In a letter dated that same day but just released by ALPA, Eagle’s president and CEO, Daniel Garton, told Anthony Gutierrez, American Eagle’s ALPA master executive council (MEC) chairman, that negotiations had ceased and that no deal would be signed. “In light of the changed circumstances resulting from the Chapter 11 filing, American can no longer guarantee its ability to enter into the “Plan B” air services agreement with Eagle. American will be evaluating its mainline and regional networks and associated fleet plans in light of the Chapter 11 filing and it may be several weeks before we are advised of the impact on Eagle. As a result, Eagle will be unable to proceed with finalizing the tentative agreement reached in October,” said Garton.

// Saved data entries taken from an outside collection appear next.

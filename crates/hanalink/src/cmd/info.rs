use hanalink_session::{DeviceInfo, DeviceType, HardwarePlatform};
use serde::Serialize;

use crate::cmd::{open_device, Target};
use crate::exit::{session_error, CliResult, SUCCESS};
use crate::output::{print_json, table, OutputFormat};

#[derive(Serialize)]
struct InfoOutput<'a> {
    peer: &'a str,
    device_type: DeviceType,
    hardware_platform: HardwarePlatform,
    connection_flags: u8,
    version: Option<&'a str>,
}

impl<'a> InfoOutput<'a> {
    fn new(peer: &'a str, info: &'a DeviceInfo) -> Self {
        Self {
            peer,
            device_type: info.device_type,
            hardware_platform: info.hardware_platform,
            connection_flags: info.connection_flags,
            version: info.version.as_deref(),
        }
    }
}

pub fn run(target: &Target, format: OutputFormat) -> CliResult<i32> {
    let device = open_device(target)?;
    let info = device
        .read_information()
        .and_then(|pending| pending.wait())
        .map_err(|err| session_error("read information", err))?;

    print_info(&InfoOutput::new(device.connection().peer(), &info), format);
    device.close();
    Ok(SUCCESS)
}

fn print_info(out: &InfoOutput<'_>, format: OutputFormat) {
    let version = out.version.unwrap_or("unknown");
    match format {
        OutputFormat::Json => print_json(out),
        OutputFormat::Table => {
            let mut t = table(&["FIELD", "VALUE"]);
            t.add_row(vec!["Peer".to_string(), out.peer.to_string()]);
            t.add_row(vec!["Device".to_string(), out.device_type.to_string()]);
            t.add_row(vec![
                "Platform".to_string(),
                out.hardware_platform.to_string(),
            ]);
            t.add_row(vec![
                "Flags".to_string(),
                format!("0x{:02X}", out.connection_flags),
            ]);
            t.add_row(vec!["Firmware".to_string(), version.to_string()]);
            println!("{t}");
        }
        OutputFormat::Pretty => {
            println!("Controller Info:");
            println!("  Peer:      {}", out.peer);
            println!("  Device:    {}", out.device_type);
            println!("  Platform:  {}", out.hardware_platform);
            println!("  Flags:     0x{:02X}", out.connection_flags);
            println!("  Firmware:  {version}");
        }
    }
}
use std::time::Duration;

/// Why a reply could not be turned into the value its request asked for.
#[derive(Debug, thiserror::Error)]
pub enum DecodeError {
    /// The reply payload is shorter than the operation requires.
    #[error("reply truncated ({actual} bytes, need {expected})")]
    Truncated { expected: usize, actual: usize },

    /// A field holds a value the operation does not know.
    #[error("invalid reply: {0}")]
    Invalid(String),

    /// A payload field failed frame-level decoding.
    #[error(transparent)]
    Frame(#[from] hanalink_frame::FrameError),
}

/// Errors that can occur in session operations.
#[derive(Debug, thiserror::Error)]
pub enum SessionError {
    /// Transport-level error.
    #[error("transport error: {0}")]
    Transport(#[from] hanalink_transport::TransportError),

    /// Frame-level error.
    #[error("frame error: {0}")]
    Frame(#[from] hanalink_frame::FrameError),

    /// The link to the device was lost (or had already been lost).
    #[error("not connected to device")]
    NotConnected,

    /// The session was shut down before the request completed.
    #[error("session shut down")]
    ShutDown,

    /// The request was resent the configured number of times without reply.
    #[error("request {sequence_number} timed out after {elapsed:?}")]
    RequestTimeout {
        sequence_number: u8,
        elapsed: Duration,
    },

    /// Another request is still waiting on this sequence number.
    #[error("sequence number {0} is still in flight")]
    SequenceInUse(u8),

    /// No free sequence number (or the configured limit was reached).
    #[error("too many requests in flight (limit {0})")]
    TooManyInFlight(usize),

    /// The reply arrived but could not be decoded.
    #[error("could not decode reply to request {sequence_number}: {source}")]
    Decode {
        sequence_number: u8,
        #[source]
        source: DecodeError,
    },
}

pub type Result<T> = std::result::Result<T, SessionError>;
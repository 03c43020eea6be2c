//! Request/response sessions with Hanazeder FP controllers.
//!
//! [`RequestTracker`] numbers outgoing requests and matches replies to them;
//! [`Connection`] drives a tracker over a [`hanalink_transport::DeviceStream`]
//! with a reader thread and a resend timer; [`Device`] builds the
//! controller's operations on top.

pub mod connection;
pub mod device;
pub mod error;
pub mod labels;
pub mod tracker;

pub use connection::{Connection, ConnectionConfig};
pub use device::{
    ConfigEntry, Device, DeviceInfo, DeviceType, EnergyReading, HardwarePlatform, SensorName,
    ENERGY_BLOCK_COUNT, ENERGY_BLOCK_START,
};
pub use error::{DecodeError, Result, SessionError};
pub use labels::sensor_label;
pub use tracker::{PendingRequest, RequestState, RequestTracker, TrackerConfig, TrackerStats};
use std::time::Duration;

use serialport::{DataBits, FlowControl, Parity, StopBits};
use tracing::info;

use crate::error::{Result, TransportError};
use crate::stream::DeviceStream;

/// Baud rate spoken by the FP controller's RS-232 port.
pub const DEFAULT_BAUD_RATE: u32 = 38_400;

/// Serial line settings. The controller only does 8N1 without flow control,
/// so only the speed and the read timeout are configurable.
#[derive(Debug, Clone)]
pub struct SerialConfig {
    /// Line speed. Default: 38400.
    pub baud_rate: u32,
    /// Read timeout for a single `read` call. Default: 100 ms.
    pub timeout: Duration,
}

impl Default for SerialConfig {
    fn default() -> Self {
        Self {
            baud_rate: DEFAULT_BAUD_RATE,
            timeout: Duration::from_millis(100),
        }
    }
}

/// RS-232 transport.
pub struct SerialTransport;

impl SerialTransport {
    /// Open `path` (e.g. `/dev/ttyUSB0`) with default settings.
    pub fn open(path: &str) -> Result<DeviceStream> {
        Self::open_with_config(path, &SerialConfig::default())
    }

    /// Open `path` with explicit settings.
    pub fn open_with_config(path: &str, config: &SerialConfig) -> Result<DeviceStream> {
        let port = serialport::new(path, config.baud_rate)
            .data_bits(DataBits::Eight)
            .parity(Parity::None)
            .stop_bits(StopBits::One)
            .flow_control(FlowControl::None)
            .timeout(config.timeout)
            .open()
            .map_err(|source| TransportError::Open {
                path: path.to_string(),
                source,
            })?;

        info!(path, baud = config.baud_rate, "opened serial port");
        Ok(DeviceStream::from_serial(port))
    }
}

#[cfg(test)]
mod tests {
    use super::*;

    #[test]
    fn default_config_matches_controller() {
        let cfg = SerialConfig::default();
        assert_eq!(cfg.baud_rate, 38_400);
        assert_eq!(cfg.timeout, Duration::from_millis(100));
    }

    #[test]
    fn missing_port_reports_path() {
        let err = SerialTransport::open("/dev/hanalink-does-not-exist").unwrap_err();
        match err {
            TransportError::Open { path, .. } => assert_eq!(path, "/dev/hanalink-does-not-exist"),
            other => panic!("unexpected error: {other}"),
        }
    }
}
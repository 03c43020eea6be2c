//! Byte-stream transports for Hanazeder FP controllers.
//!
//! The controllers speak the same protocol over two physical links:
//! - RS-232 (38400 baud, 8N1), usually through a USB adapter
//! - TCP, via a serial-to-ethernet bridge
//!
//! This is the lowest layer of hanalink. Everything else builds on top of
//! the [`DeviceStream`] type provided here.

pub mod error;
pub mod serial;
pub mod stream;
pub mod tcp;

pub use error::{Result, TransportError};
pub use serial::{SerialConfig, SerialTransport, DEFAULT_BAUD_RATE};
pub use stream::DeviceStream;
pub use tcp::TcpTransport;
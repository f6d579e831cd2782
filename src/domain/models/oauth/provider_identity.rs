//! # 프로바이더 신원 모델
//!
//! 소셜 로그인 프로필을 사용자 문서에 저장되는 정규화된 신원 정보로 변환합니다.
//!
//! ```text
//! ProviderProfile + Credential
//!           │
//!           ▼
//!   필수 필드 확인 (id, access_token)
//!           │
//!           ▼
//!   프로바이더별 필드 매핑 ──► ProviderIdentity
//! ```

use mongodb::bson::DateTime;
use serde::{Deserialize, Serialize};
use crate::config::AliasPolicy;
use crate::errors::errors::AppError;
use super::credential::Credential;
use super::facebook_profile::FacebookProfile;
use super::instagram_profile::InstagramProfile;
use super::provider_profile::ProviderProfile;

/// 표시 이름 구성 요소
#[derive(Debug, Clone, Default, PartialEq, Serialize, Deserialize)]
pub struct DisplayName {
    #[serde(skip_serializing_if = "Option::is_none")]
    pub full: Option<String>,
    #[serde(skip_serializing_if = "Option::is_none")]
    pub first: Option<String>,
    #[serde(skip_serializing_if = "Option::is_none")]
    pub last: Option<String>,
}

/// 사용자 레코드에 연결된 단일 프로바이더 신원
///
/// 사용자 레코드와 함께 한 번만 생성되며, 이후 로그인에서 갱신되지 않습니다.
#[derive(Debug, Clone, PartialEq, Serialize, Deserialize)]
pub struct ProviderIdentity {
    /// 프로바이더 네임스페이스 안에서 유일한 사용자 ID
    pub external_id: String,
    pub access_token: String,
    #[serde(skip_serializing_if = "Option::is_none")]
    pub expires_at: Option<DateTime>,
    #[serde(default)]
    pub display_name: DisplayName,
    #[serde(skip_serializing_if = "Option::is_none")]
    pub alias: Option<String>,
    #[serde(skip_serializing_if = "Option::is_none")]
    pub gender: Option<String>,
    #[serde(skip_serializing_if = "Option::is_none")]
    pub email: Option<String>,
    #[serde(skip_serializing_if = "Option::is_none")]
    pub timezone: Option<String>,
    #[serde(skip_serializing_if = "Option::is_none")]
    pub locale: Option<String>,
    #[serde(skip_serializing_if = "Option::is_none")]
    pub phone: Option<String>,
    #[serde(skip_serializing_if = "Option::is_none")]
    pub picture: Option<String>,
    #[serde(default)]
    pub verified: bool,
    /// 프로바이더가 준 갱신 시각 문자열 (파싱하지 않고 그대로 저장)
    #[serde(skip_serializing_if = "Option::is_none")]
    pub updated_at: Option<String>,
}

impl ProviderIdentity {
    /// 프로필과 자격 증명으로 신원 정보를 생성합니다.
    ///
    /// # Errors
    ///
    /// * `AppError::MalformedProfile` - `id` 또는 액세스 토큰이 비어 있음
    /// * `AppError::AliasExtractionFailed` - `Strict` 정책에서 Facebook 링크가 패턴과 맞지 않음
    pub fn from_profile(
        profile: &ProviderProfile,
        credential: &Credential,
        alias_policy: AliasPolicy,
    ) -> Result<Self, AppError> {
        let external_id = profile
            .external_id()
            .ok_or_else(|| {
                AppError::MalformedProfile(format!("{} 프로필에 id가 없습니다", profile.provider()))
            })?
            .to_string();

        if credential.access_token.trim().is_empty() {
            return Err(AppError::MalformedProfile("액세스 토큰이 비어 있습니다".to_string()));
        }

        let identity = Self::bare(external_id, credential);

        match profile {
            ProviderProfile::Facebook(fb) => identity.with_facebook(fb, alias_policy),
            ProviderProfile::Instagram(ig) => Ok(identity.with_instagram(ig)),
        }
    }

    fn bare(external_id: String, credential: &Credential) -> Self {
        Self {
            external_id,
            access_token: credential.access_token.clone(),
            expires_at: credential.expires_at(),
            display_name: DisplayName::default(),
            alias: None,
            gender: None,
            email: None,
            timezone: None,
            locale: None,
            phone: None,
            picture: None,
            verified: false,
            updated_at: None,
        }
    }

    fn with_facebook(mut self, fb: &FacebookProfile, alias_policy: AliasPolicy) -> Result<Self, AppError> {
        self.alias = match fb.alias() {
            None => None,
            Some(Some(alias)) => Some(alias.to_string()),
            Some(None) => match alias_policy {
                AliasPolicy::Strict => {
                    return Err(AppError::AliasExtractionFailed(format!(
                        "프로필 링크에서 별칭을 추출할 수 없습니다: {}",
                        fb.link.as_deref().unwrap_or_default()
                    )));
                }
                AliasPolicy::Lenient => {
                    log::warn!("별칭 추출 실패, 별칭 없이 진행합니다 (facebook id: {})", self.external_id);
                    None
                }
            },
        };

        self.display_name = DisplayName {
            full: fb.name.clone(),
            first: fb.first_name.clone(),
            last: fb.last_name.clone(),
        };
        self.gender = fb.gender.clone();
        self.email = fb.email.clone();
        self.timezone = fb.timezone.clone();
        self.locale = fb.locale.clone();
        self.phone = fb.phone.clone();
        self.verified = fb.verified.unwrap_or(false);
        self.updated_at = fb.updated_time.clone();

        Ok(self)
    }

    fn with_instagram(mut self, ig: &InstagramProfile) -> Self {
        self.display_name = DisplayName {
            full: ig.full_name.clone(),
            first: None,
            last: None,
        };
        self.alias = ig.username.clone();
        self.picture = ig.profile_picture.clone();
        self
    }
}

#[cfg(test)]
mod tests {
    use super::*;
    use chrono::{TimeZone, Utc};

    fn ada_profile() -> FacebookProfile {
        FacebookProfile {
            id: Some("42".to_string()),
            name: Some("Ada Lovelace".to_string()),
            first_name: Some("Ada".to_string()),
            last_name: Some("Lovelace".to_string()),
            link: Some("http://www.facebook.com/ada.l".to_string()),
            gender: Some("female".to_string()),
            email: Some("a@example.com".to_string()),
            timezone: Some("0".to_string()),
            locale: Some("en_US".to_string()),
            verified: Some(true),
            updated_time: Some("2024-01-01T00:00:00Z".to_string()),
            phone: None,
        }
    }

    #[test]
    fn test_facebook_field_mapping() {
        let expires = Utc.with_ymd_and_hms(2030, 6, 1, 12, 0, 0).unwrap();
        let credential = Credential::new("tok123", Some(expires));
        let profile = ProviderProfile::Facebook(ada_profile());

        let identity = ProviderIdentity::from_profile(&profile, &credential, AliasPolicy::Strict).unwrap();

        assert_eq!(identity.external_id, "42");
        assert_eq!(identity.access_token, "tok123");
        assert_eq!(
            identity.expires_at.map(|dt| dt.timestamp_millis()),
            Some(expires.timestamp_millis())
        );
        assert_eq!(
            identity.display_name,
            DisplayName {
                full: Some("Ada Lovelace".to_string()),
                first: Some("Ada".to_string()),
                last: Some("Lovelace".to_string()),
            }
        );
        assert_eq!(identity.alias.as_deref(), Some("ada.l"));
        assert_eq!(identity.gender.as_deref(), Some("female"));
        assert_eq!(identity.email.as_deref(), Some("a@example.com"));
        assert_eq!(identity.timezone.as_deref(), Some("0"));
        assert_eq!(identity.locale.as_deref(), Some("en_US"));
        assert!(identity.verified);
        assert_eq!(identity.updated_at.as_deref(), Some("2024-01-01T00:00:00Z"));
    }

    #[test]
    fn test_non_matching_link_fails_in_strict_mode() {
        let mut fb = ada_profile();
        fb.link = Some("https://m.facebook.com/ada.l".to_string());
        let profile = ProviderProfile::Facebook(fb);

        let result = ProviderIdentity::from_profile(&profile, &Credential::new("tok123", None), AliasPolicy::Strict);

        assert!(matches!(result, Err(AppError::AliasExtractionFailed(_))));
    }

    #[test]
    fn test_non_matching_link_is_dropped_in_lenient_mode() {
        let mut fb = ada_profile();
        fb.link = Some("https://m.facebook.com/ada.l".to_string());
        let profile = ProviderProfile::Facebook(fb);

        let identity = ProviderIdentity::from_profile(&profile, &Credential::new("tok123", None), AliasPolicy::Lenient)
            .unwrap();

        assert_eq!(identity.alias, None);
        assert_eq!(identity.external_id, "42");
    }

    #[test]
    fn test_absent_fields_map_to_none() {
        let profile = ProviderProfile::Facebook(FacebookProfile {
            id: Some("42".to_string()),
            ..Default::default()
        });

        let identity = ProviderIdentity::from_profile(&profile, &Credential::new("tok", None), AliasPolicy::Strict)
            .unwrap();

        assert_eq!(identity.alias, None);
        assert_eq!(identity.display_name, DisplayName::default());
        assert_eq!(identity.expires_at, None);
        assert!(!identity.verified);
    }

    #[test]
    fn test_missing_id_is_malformed() {
        let profile = ProviderProfile::Facebook(FacebookProfile::default());
        let result = ProviderIdentity::from_profile(&profile, &Credential::new("tok", None), AliasPolicy::Strict);

        assert!(matches!(result, Err(AppError::MalformedProfile(_))));
    }

    #[test]
    fn test_empty_access_token_is_malformed() {
        let profile = ProviderProfile::Facebook(ada_profile());
        let result = ProviderIdentity::from_profile(&profile, &Credential::new("  ", None), AliasPolicy::Strict);

        assert!(matches!(result, Err(AppError::MalformedProfile(_))));
    }

    #[test]
    fn test_instagram_field_mapping() {
        let profile = ProviderProfile::Instagram(InstagramProfile {
            id: Some("1574083".to_string()),
            username: Some("snoopdogg".to_string()),
            full_name: Some("Snoop Dogg".to_string()),
            profile_picture: Some("http://distillery.s3.amazonaws.com/profiles/profile_1574083_75sq.jpg".to_string()),
        });

        let identity = ProviderIdentity::from_profile(&profile, &Credential::new("ig-token", None), AliasPolicy::Strict)
            .unwrap();

        assert_eq!(identity.external_id, "1574083");
        assert_eq!(identity.alias.as_deref(), Some("snoopdogg"));
        assert_eq!(identity.display_name.full.as_deref(), Some("Snoop Dogg"));
        assert!(identity.picture.is_some());
        assert_eq!(identity.email, None);
    }
}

“Unfortunately, the AMR bankruptcy petition makes it likely the divestiture of Eagle will not be concluded until the reorganization is completed. This is certainly not the outcome we have been working toward over the past 18 months, but we are hopeful we can emerge from bankruptcy as a more competitive, viable company and that our plans to become an independent airline will be realized,” adds Eagle’s top executive.

While Chapter 11 still provides the possibility for AMR and Eagle’s pilots to reach a labor accord, Gutierrez is preparing his members for tougher times. “MEC Vice Chair Dave Ryter and I met with Eagle President Dan Garton. At this meeting, management issued a letter to all American Eagle labor groups indicating an intention to seek changes to the labor contracts under Section 1113 of the Bankruptcy Code. Before the company can reject a CBA [collective bargaining agreement], Section 1113 requires that it make proposals, engage in a negotiation process, provide information related to its request, and obtain approval from the bankruptcy court,” says the ALPA chairman.

“If an agreement cannot be reached, the bankruptcy judge will determine whether management has met the requirements of Section 1113, including its obligations to negotiate and demonstrate that the terms proposed by the employer are necessary to permit the company’s reorganization. If so, then the bankruptcy court may grant the motion and management can impose the modified terms. If this occurs there will no longer be a pilot contract, only those terms and conditions approved by the court,” adds Gutierrez.